Gastric subepithelial tumors (SETs) may harbor potential malignancy. Although it is well recognized that large SETs should be resected, the precise treatment strategy remains controversial. Compared to surgical resection, endoscopic resection (ER) has many advantages; however, ER of SETs in the cardia is challenging.

AIM

To evaluate the safety and efficacy of endoscopic full-thickness resection (EFTR) for the treatment of gastric cardia SETs.

METHODS

We retrospectively reviewed data from all patients with SETs originating from the muscularis propria layer in the gastric cardia that were treated by EFTR or submucosal tunneling ER (STER) at Zhongshan Hospital Fudan University between November 2014 and May 2022. Baseline characteristics and clinical outcomes, including procedure times and complications rates, were compared between groups of patients receiving EFTR and STER.

RESULTS

A total of 171 tumors were successfully removed [71 (41.5%) tumors in the EFTR and 100 (58.5%) tumors in the STER group]. Gastrointestinal stromal tumors (GISTs) were the most common SET. The en bloc resection rate was 100% in the EFTR group vs 97.0% in STER group (P > 0.05). Overall, the EFTR group had a higher complete resection rate than the STER group (98.6% vs 91.0%, P < 0.05). The procedure time was also shorter in the EFTR group (44.63 ± 28.66 min vs 53.36 ± 27.34, P < 0.05). The most common major complication in both groups was electrocoagulation syndrome. There was no significant difference in total complications between the two groups (21.1% vs 22.0%, P = 0.89).

CONCLUSION

EFTR of gastric cardia SETs is a very promising method to facilitate complete resection with similar complications and reduced operative times compared to STER. In cases of suspected GISTs or an unclear diagnosis, EFTR should be recommended to ensure complete resection.

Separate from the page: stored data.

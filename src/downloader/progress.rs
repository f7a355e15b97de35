//! Progress parsing utilities for extractor output.

use serde::Serialize;

/// Marker every download progress line starts with (`--newline` output).
pub const PROGRESS_MARKER: &str = "[download]";

/// Percent, speed and ETA extracted from one progress line.
#[derive(Debug, Clone, PartialEq, Serialize)]
pub struct ParsedProgress {
    /// Fraction in `[0, 1]`.
    pub percent: f64,
    pub speed: String,
    pub eta: String,
}

/// Coarse download phases worth telling the UI about.
#[derive(Debug, Clone, Copy, PartialEq, Eq, Serialize)]
#[serde(rename_all = "camelCase")]
pub enum DownloadPhase {
    /// A new destination file started; progress restarts from zero.
    NewFile,
    /// Merging, fixups, audio extraction: percent is no longer meaningful.
    PostProcessing,
}

/// Parse a progress line such as
/// `[download]  45.2% of 10.00MiB at 512.00KiB/s ETA 00:12`.
///
/// Returns `None` when the line has no `%` or the number before it does not
/// parse; the caller then treats the line as plain status text.
pub fn parse_progress_line(line: &str) -> Option<ParsedProgress> {
    let pct_idx = line.find('%')?;

    let head = &line[..pct_idx];
    let number_start = head
        .char_indices()
        .rev()
        .find(|(_, c)| !(c.is_ascii_digit() || *c == '.' || *c == ' '))
        .map(|(i, c)| i + c.len_utf8())
        .unwrap_or(0);

    let percent = head[number_start..].trim().parse::<f64>().ok()?;
    if !percent.is_finite() {
        return None;
    }
    let percent = (percent / 100.0).clamp(0.0, 1.0);

    let (speed, eta) = match line.find(" at ") {
        Some(at) => {
            let after_at = &line[at + 4..];
            match after_at.find(" ETA ") {
                Some(eta_idx) => (after_at[..eta_idx].trim(), after_at[eta_idx + 5..].trim()),
                None => (after_at.trim(), ""),
            }
        }
        None => ("", ""),
    };

    Some(ParsedProgress {
        percent,
        speed: speed.to_string(),
        eta: eta.to_string(),
    })
}

/// Parse only lines carrying the progress marker.
pub fn parse_marked_progress(line: &str) -> Option<ParsedProgress> {
    if !line.starts_with(PROGRESS_MARKER) {
        return None;
    }
    parse_progress_line(line)
}

/// Detect phase changes from a trimmed output line.
pub fn classify_phase(line: &str) -> Option<DownloadPhase> {
    if line.starts_with("[download] Destination") {
        return Some(DownloadPhase::NewFile);
    }

    let post_processing = line.starts_with("[Merger]")
        || line.contains("Merging formats into")
        || line.contains("Post-process")
        || line.contains("Postprocessing")
        || line.contains("Fixing")
        || line.contains("Extracting")
        || line.contains("Deleting original file");

    post_processing.then_some(DownloadPhase::PostProcessing)
}

#[cfg(test)]
mod tests {
    use super::*;

    fn approx(a: f64, b: f64) -> bool {
        (a - b).abs() < 1e-9
    }

    #[test]
    fn test_parse_progress_line_full() {
        let p = parse_progress_line("[download]  45.2% of 10.00MiB at 512.00KiB/s ETA 00:12").unwrap();
        assert!(approx(p.percent, 0.452));
        assert_eq!(p.speed, "512.00KiB/s");
        assert_eq!(p.eta, "00:12");
    }

    #[test]
    fn test_parse_progress_line_without_eta() {
        let p = parse_progress_line("[download] 100% of 10.00MiB at 2.00MiB/s").unwrap();
        assert!(approx(p.percent, 1.0));
        assert_eq!(p.speed, "2.00MiB/s");
        assert_eq!(p.eta, "");
    }

    #[test]
    fn test_parse_progress_line_without_speed() {
        let p = parse_progress_line("[download] 100% of 10.00MiB in 00:05").unwrap();
        assert!(approx(p.percent, 1.0));
        assert_eq!(p.speed, "");
        assert_eq!(p.eta, "");
    }

    #[test]
    fn test_parse_progress_line_clamps() {
        let p = parse_progress_line("[download] 150.0% of 1.00MiB").unwrap();
        assert!(approx(p.percent, 1.0));

        let p = parse_progress_line("[download] 0.0% of 1.00MiB").unwrap();
        assert!(approx(p.percent, 0.0));
    }

    #[test]
    fn test_parse_progress_line_no_percent() {
        assert_eq!(parse_progress_line("[download] Destination: video.mp4"), None);
        assert_eq!(parse_progress_line(""), None);
    }

    #[test]
    fn test_parse_progress_line_malformed_number() {
        assert_eq!(parse_progress_line("[download] N/A% of ~1.00MiB"), None);
        assert_eq!(parse_progress_line("%"), None);
        assert_eq!(parse_progress_line("[download] 1.2.3% of 1.00MiB"), None);
    }

    #[test]
    fn test_parse_marked_progress_requires_marker() {
        assert!(parse_marked_progress("[download]  12.0% of 3.00MiB at 1.00MiB/s ETA 00:02").is_some());
        assert!(parse_marked_progress("[ffmpeg] 50% done").is_none());
    }

    #[test]
    fn test_classify_phase() {
        assert_eq!(classify_phase("[download] Destination: clip.f137.mp4"), Some(DownloadPhase::NewFile));
        assert_eq!(
            classify_phase("[Merger] Merging formats into \"clip.mp4\""),
            Some(DownloadPhase::PostProcessing)
        );
        assert_eq!(classify_phase("[ExtractAudio] Destination: clip.m4a"), None);
        assert_eq!(
            classify_phase("Deleting original file clip.f137.mp4 (pass -k to keep)"),
            Some(DownloadPhase::PostProcessing)
        );
        assert_eq!(classify_phase("[download]  10.0% of 3.00MiB"), None);
    }
}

Keywords: Endoscopic full-thickness resection; Submucosal tunneling endoscopic resection; Gastrointestinal stromal tumor; Gastric cardia; Gastric subepithelial tumors

Core Tip: Efficacy of endoscopic full-thickness resection (EFTR) is safe and effective in the treatment of cardiac subepithelial tumors. Compared with submucosal tunneling endoscopic resection, EFTR can better completely resect subepithelial tumors and provide a better pathological diagnosis. When lesions with a high index of suspicion for gastrointestinal stromal tumors are found or there is an unclear diagnosis, EFTR should be recommended to ensure complete resection.